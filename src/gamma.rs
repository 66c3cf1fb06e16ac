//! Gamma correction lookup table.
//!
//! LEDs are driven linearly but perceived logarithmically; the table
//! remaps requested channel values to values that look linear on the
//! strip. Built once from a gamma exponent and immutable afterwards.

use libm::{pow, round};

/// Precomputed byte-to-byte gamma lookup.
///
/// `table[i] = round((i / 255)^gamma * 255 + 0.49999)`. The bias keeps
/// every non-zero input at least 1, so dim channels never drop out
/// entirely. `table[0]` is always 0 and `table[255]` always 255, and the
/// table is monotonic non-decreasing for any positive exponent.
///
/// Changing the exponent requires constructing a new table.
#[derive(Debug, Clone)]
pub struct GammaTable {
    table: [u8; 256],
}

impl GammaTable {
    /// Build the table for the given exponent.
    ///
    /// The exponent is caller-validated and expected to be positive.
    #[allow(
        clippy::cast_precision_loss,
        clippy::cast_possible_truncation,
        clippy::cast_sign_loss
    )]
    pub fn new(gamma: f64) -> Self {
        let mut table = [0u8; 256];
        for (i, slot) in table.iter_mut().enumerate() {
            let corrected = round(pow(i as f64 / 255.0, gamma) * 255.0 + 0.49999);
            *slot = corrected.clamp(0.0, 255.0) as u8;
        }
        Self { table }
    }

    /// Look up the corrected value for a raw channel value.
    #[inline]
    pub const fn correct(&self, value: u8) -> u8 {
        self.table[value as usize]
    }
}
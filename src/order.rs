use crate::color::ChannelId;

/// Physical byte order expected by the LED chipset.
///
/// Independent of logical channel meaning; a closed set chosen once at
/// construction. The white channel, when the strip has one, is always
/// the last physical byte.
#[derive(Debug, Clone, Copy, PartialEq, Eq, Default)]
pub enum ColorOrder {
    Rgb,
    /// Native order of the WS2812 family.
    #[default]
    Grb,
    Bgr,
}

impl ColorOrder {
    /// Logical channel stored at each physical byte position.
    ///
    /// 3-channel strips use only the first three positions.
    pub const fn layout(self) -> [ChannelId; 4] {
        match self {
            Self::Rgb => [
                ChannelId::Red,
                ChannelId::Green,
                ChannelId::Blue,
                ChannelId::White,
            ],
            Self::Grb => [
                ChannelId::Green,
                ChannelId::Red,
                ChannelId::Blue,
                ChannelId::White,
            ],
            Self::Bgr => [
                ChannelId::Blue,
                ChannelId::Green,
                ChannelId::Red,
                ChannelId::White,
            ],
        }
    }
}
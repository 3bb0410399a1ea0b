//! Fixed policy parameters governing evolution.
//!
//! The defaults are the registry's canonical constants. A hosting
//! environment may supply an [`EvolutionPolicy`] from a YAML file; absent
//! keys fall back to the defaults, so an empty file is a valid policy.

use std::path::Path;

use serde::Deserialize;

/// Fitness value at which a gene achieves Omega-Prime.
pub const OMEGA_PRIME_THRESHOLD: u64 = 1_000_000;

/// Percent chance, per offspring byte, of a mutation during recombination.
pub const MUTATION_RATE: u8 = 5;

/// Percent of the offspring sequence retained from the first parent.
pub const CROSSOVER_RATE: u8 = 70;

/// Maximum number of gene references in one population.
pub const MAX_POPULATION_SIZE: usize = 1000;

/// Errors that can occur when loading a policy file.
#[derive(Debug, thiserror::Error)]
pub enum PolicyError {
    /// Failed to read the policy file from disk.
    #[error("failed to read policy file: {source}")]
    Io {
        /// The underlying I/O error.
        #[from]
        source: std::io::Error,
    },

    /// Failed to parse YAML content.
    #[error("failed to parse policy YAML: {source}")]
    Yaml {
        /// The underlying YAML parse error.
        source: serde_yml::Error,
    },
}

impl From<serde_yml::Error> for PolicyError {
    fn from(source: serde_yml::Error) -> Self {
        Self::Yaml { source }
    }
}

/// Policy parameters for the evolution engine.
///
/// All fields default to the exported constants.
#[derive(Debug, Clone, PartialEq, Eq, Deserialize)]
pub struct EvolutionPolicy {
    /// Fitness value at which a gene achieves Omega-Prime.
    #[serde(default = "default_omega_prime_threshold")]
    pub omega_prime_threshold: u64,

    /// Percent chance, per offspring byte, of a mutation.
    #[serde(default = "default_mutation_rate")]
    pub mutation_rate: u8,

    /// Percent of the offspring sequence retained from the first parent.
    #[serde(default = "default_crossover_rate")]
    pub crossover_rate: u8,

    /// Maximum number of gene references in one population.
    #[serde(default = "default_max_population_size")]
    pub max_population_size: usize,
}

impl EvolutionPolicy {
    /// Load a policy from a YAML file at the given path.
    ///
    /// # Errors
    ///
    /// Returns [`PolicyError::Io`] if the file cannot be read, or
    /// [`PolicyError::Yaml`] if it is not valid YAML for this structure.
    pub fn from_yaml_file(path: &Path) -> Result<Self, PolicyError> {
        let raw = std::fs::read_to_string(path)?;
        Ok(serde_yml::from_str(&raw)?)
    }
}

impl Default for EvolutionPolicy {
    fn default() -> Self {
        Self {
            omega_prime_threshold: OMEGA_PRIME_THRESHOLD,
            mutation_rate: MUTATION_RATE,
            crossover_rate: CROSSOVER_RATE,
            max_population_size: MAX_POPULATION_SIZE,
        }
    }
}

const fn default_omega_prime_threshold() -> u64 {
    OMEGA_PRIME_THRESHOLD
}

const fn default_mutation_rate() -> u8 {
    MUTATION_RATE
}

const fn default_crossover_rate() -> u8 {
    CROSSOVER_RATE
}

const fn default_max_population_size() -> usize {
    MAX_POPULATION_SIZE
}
§ §
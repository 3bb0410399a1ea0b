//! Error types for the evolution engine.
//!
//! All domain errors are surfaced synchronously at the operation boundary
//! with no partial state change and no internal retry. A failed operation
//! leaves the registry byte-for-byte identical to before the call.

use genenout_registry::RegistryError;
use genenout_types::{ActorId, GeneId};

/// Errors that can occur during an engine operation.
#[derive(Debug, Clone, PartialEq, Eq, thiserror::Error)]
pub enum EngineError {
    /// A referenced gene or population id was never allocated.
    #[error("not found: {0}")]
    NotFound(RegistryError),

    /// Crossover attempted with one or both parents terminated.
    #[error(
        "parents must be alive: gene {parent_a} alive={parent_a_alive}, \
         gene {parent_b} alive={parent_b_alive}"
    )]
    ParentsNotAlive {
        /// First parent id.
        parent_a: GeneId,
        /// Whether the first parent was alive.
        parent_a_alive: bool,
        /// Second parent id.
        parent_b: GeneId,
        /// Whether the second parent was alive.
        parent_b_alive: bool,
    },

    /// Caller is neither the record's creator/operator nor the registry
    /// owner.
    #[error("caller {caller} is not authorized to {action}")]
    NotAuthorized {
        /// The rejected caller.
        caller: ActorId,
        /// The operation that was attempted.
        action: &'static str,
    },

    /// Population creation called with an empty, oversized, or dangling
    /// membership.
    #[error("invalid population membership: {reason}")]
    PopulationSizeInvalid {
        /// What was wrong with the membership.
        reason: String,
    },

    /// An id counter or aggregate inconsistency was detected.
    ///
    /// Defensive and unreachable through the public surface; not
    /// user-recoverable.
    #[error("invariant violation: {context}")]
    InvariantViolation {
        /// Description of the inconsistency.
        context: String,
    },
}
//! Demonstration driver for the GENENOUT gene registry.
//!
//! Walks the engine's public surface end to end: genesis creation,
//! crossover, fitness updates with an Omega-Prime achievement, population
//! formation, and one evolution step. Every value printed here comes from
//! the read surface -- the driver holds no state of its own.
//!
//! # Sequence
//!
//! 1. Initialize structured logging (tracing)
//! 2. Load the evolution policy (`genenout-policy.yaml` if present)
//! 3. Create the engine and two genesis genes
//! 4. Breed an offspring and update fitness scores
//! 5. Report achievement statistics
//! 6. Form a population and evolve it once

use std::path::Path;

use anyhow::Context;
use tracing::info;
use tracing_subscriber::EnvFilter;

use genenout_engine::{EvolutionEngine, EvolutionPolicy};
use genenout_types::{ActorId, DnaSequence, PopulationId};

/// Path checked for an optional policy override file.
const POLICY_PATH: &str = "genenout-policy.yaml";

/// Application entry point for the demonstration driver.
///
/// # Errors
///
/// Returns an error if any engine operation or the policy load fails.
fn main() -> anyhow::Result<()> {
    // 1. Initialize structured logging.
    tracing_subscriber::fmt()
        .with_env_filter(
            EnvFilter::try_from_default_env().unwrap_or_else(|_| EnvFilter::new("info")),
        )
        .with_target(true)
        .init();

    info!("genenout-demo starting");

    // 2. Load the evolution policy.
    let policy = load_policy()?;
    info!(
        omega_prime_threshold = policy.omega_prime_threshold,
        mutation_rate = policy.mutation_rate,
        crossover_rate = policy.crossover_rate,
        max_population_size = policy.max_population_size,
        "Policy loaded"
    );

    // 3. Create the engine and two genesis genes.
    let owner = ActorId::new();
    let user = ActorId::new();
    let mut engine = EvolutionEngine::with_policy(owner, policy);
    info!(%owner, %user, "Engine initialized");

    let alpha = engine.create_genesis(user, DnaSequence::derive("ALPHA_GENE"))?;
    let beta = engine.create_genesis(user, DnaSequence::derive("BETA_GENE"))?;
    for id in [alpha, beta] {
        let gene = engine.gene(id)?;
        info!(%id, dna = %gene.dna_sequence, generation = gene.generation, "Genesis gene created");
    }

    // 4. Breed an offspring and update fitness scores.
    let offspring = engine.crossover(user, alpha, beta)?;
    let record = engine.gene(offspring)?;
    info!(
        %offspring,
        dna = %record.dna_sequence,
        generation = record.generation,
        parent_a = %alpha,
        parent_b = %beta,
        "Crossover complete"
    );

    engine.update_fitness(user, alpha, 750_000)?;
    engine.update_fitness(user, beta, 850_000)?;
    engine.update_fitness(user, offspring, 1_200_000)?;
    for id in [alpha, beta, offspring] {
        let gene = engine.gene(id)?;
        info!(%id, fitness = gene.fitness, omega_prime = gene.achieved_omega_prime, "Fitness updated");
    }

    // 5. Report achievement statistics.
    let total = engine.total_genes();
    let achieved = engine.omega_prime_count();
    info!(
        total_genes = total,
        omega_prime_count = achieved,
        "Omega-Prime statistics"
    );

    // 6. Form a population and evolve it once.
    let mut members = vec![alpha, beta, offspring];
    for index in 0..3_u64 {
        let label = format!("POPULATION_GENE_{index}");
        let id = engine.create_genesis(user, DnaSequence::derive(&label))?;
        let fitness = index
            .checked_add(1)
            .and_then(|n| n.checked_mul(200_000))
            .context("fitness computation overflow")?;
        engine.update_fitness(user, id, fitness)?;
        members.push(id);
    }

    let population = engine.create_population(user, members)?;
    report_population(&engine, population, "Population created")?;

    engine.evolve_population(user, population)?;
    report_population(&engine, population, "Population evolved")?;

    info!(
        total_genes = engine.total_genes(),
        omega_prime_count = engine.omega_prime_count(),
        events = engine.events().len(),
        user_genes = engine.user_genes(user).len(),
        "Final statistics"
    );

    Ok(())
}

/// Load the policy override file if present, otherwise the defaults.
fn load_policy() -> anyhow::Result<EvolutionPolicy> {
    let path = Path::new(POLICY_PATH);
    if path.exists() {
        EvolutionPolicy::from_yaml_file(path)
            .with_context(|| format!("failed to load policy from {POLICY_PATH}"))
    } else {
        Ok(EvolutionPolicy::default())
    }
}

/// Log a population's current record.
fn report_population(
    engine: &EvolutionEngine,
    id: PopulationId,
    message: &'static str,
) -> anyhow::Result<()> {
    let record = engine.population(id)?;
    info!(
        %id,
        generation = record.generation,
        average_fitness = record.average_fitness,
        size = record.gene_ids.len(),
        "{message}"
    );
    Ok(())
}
§ §
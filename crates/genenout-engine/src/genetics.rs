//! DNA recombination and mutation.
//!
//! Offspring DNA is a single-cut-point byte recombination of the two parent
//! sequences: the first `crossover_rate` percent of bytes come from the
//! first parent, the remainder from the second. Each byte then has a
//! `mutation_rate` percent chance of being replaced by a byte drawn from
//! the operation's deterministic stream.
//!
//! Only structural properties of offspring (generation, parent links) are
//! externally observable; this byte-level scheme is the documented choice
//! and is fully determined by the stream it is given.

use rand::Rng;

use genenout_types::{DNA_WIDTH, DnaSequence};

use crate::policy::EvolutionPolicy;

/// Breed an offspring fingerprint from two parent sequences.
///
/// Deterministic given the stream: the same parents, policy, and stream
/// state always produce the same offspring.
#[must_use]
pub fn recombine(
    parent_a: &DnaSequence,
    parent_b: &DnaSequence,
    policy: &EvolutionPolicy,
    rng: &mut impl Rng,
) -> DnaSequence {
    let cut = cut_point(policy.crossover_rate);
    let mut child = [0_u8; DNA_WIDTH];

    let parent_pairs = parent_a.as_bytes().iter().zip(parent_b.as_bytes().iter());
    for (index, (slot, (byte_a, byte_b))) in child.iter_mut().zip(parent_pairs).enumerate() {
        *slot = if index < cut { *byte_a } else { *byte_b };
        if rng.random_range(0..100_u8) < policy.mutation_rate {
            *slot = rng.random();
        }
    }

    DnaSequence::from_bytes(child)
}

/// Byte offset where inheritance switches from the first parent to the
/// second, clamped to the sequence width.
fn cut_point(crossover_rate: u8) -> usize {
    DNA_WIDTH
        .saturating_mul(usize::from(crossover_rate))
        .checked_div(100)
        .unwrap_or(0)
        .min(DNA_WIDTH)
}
§ §
• [Your objective]: Copy out every line of the records that the string "membership" appears in.

• [Exercise solution]:
    /// membership.
    #[error("invalid population membership: {reason}")]
        /// What was wrong with the membership.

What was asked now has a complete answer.